▸ Work instructions: Please repeat, unchanged, the lines at the top of the listing below, ending with the one that has "use crate::shared::format::format_number;".

▸ Input records:
+ + + +
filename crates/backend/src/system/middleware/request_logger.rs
use axum::body::to_bytes;
use axum::body::Body;
use axum::http::Request;
use axum::middleware::Next;
use axum::response::Response;
use chrono::Utc;

use crate::shared::format::format_number;

/// Console line per HTTP request: timestamp (UTC), duration, response
/// size, status code, method and path.
pub async fn request_logger(req: Request<Body>, next: Next) -> Response {
    let start = std::time::Instant::now();
    let method = req.method().clone();
    let uri = req.uri().clone();

    let response = next.run(req).await;
    let (parts, body) = response.into_parts();

    // The body is buffered to report its real size
    let bytes = match to_bytes(body, usize::MAX).await {
        Ok(b) => b,
        Err(_) => {
            let duration = start.elapsed();
            println!(
                "\x1b[33m{}\x1b[0m | {:>5}ms | {:>12} | {} {:>6} {}",
                Utc::now().format("%H:%M:%S"),
                duration.as_millis(),
                "error",
                parts.status.as_u16(),
                method,
                uri.path()
            );
            return Response::from_parts(parts, Body::default());
        }
    };

    let size = bytes.len();
    let duration = start.elapsed();

    // Cyan timestamp for 200, yellow for everything else
    let color_code = if parts.status.as_u16() == 200 {
        "36"
    } else {
        "33"
    };

    println!(
        "\x1b[{}m{}\x1b[0m | {:>5}ms | {:>12} | {} {:>6} {}",
        color_code,
        Utc::now().format("%H:%M:%S"),
        duration.as_millis(),
        format_number(size),
        parts.status.as_u16(),
        method,
        uri.path()
    );

    Response::from_parts(parts, Body::from(bytes))
}
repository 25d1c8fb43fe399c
pub mod api;
pub mod auth;
pub mod initialization;
pub mod middleware;
pub mod tracing;
pub mod users;
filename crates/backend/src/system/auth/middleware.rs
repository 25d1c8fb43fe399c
use axum::{
    body::Body,
    extract::Request,
    http::{HeaderMap, StatusCode},
    middleware::Next,
    response::Response,
};
use contracts::system::auth::TokenClaims;

// Takes the headers rather than the whole request: a `&Request<Body>`
// parameter would be held across the `validate_token` await and `Body`
// is not `Sync`, which would make the middleware futures non-`Send`.
async fn claims_from_request(headers: &HeaderMap) -> Result<TokenClaims, StatusCode> {
    let auth_header = headers
        .get("Authorization")
        .and_then(|h| h.to_str().ok())
        .ok_or(StatusCode::UNAUTHORIZED)?;

    let token = auth_header
        .strip_prefix("Bearer ")
        .ok_or(StatusCode::UNAUTHORIZED)?;

    super::jwt::validate_token(token)
        .await
        .map_err(|_| StatusCode::UNAUTHORIZED)
}

/// Middleware that requires a valid staff token, any role.
pub async fn require_auth(mut req: Request<Body>, next: Next) -> Result<Response, StatusCode> {
    let claims = claims_from_request(req.headers()).await?;

    // Claims go into request extensions for the handlers
    req.extensions_mut().insert(claims);

    Ok(next.run(req).await)
}

/// Middleware for warehouse operations: receiving, inspection, refunds.
/// Admins pass too.
pub async fn require_warehouse(mut req: Request<Body>, next: Next) -> Result<Response, StatusCode> {
    let claims = claims_from_request(req.headers()).await?;

    if !claims.role.can_operate_warehouse() {
        return Err(StatusCode::FORBIDDEN);
    }

    req.extensions_mut().insert(claims);

    Ok(next.run(req).await)
}

/// Middleware for administration surfaces, admin role only.
pub async fn require_admin(mut req: Request<Body>, next: Next) -> Result<Response, StatusCode> {
    let claims = claims_from_request(req.headers()).await?;

    if !claims.is_admin() {
        return Err(StatusCode::FORBIDDEN);
    }

    req.extensions_mut().insert(claims);

    Ok(next.run(req).await)
}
+ + + +
▸ Solution:
filename crates/backend/src/system/middleware/request_logger.rs
use axum::body::to_bytes;
use axum::body::Body;
use axum::http::Request;
use axum::middleware::Next;
use axum::response::Response;
use chrono::Utc;

use crate::shared::format::format_number;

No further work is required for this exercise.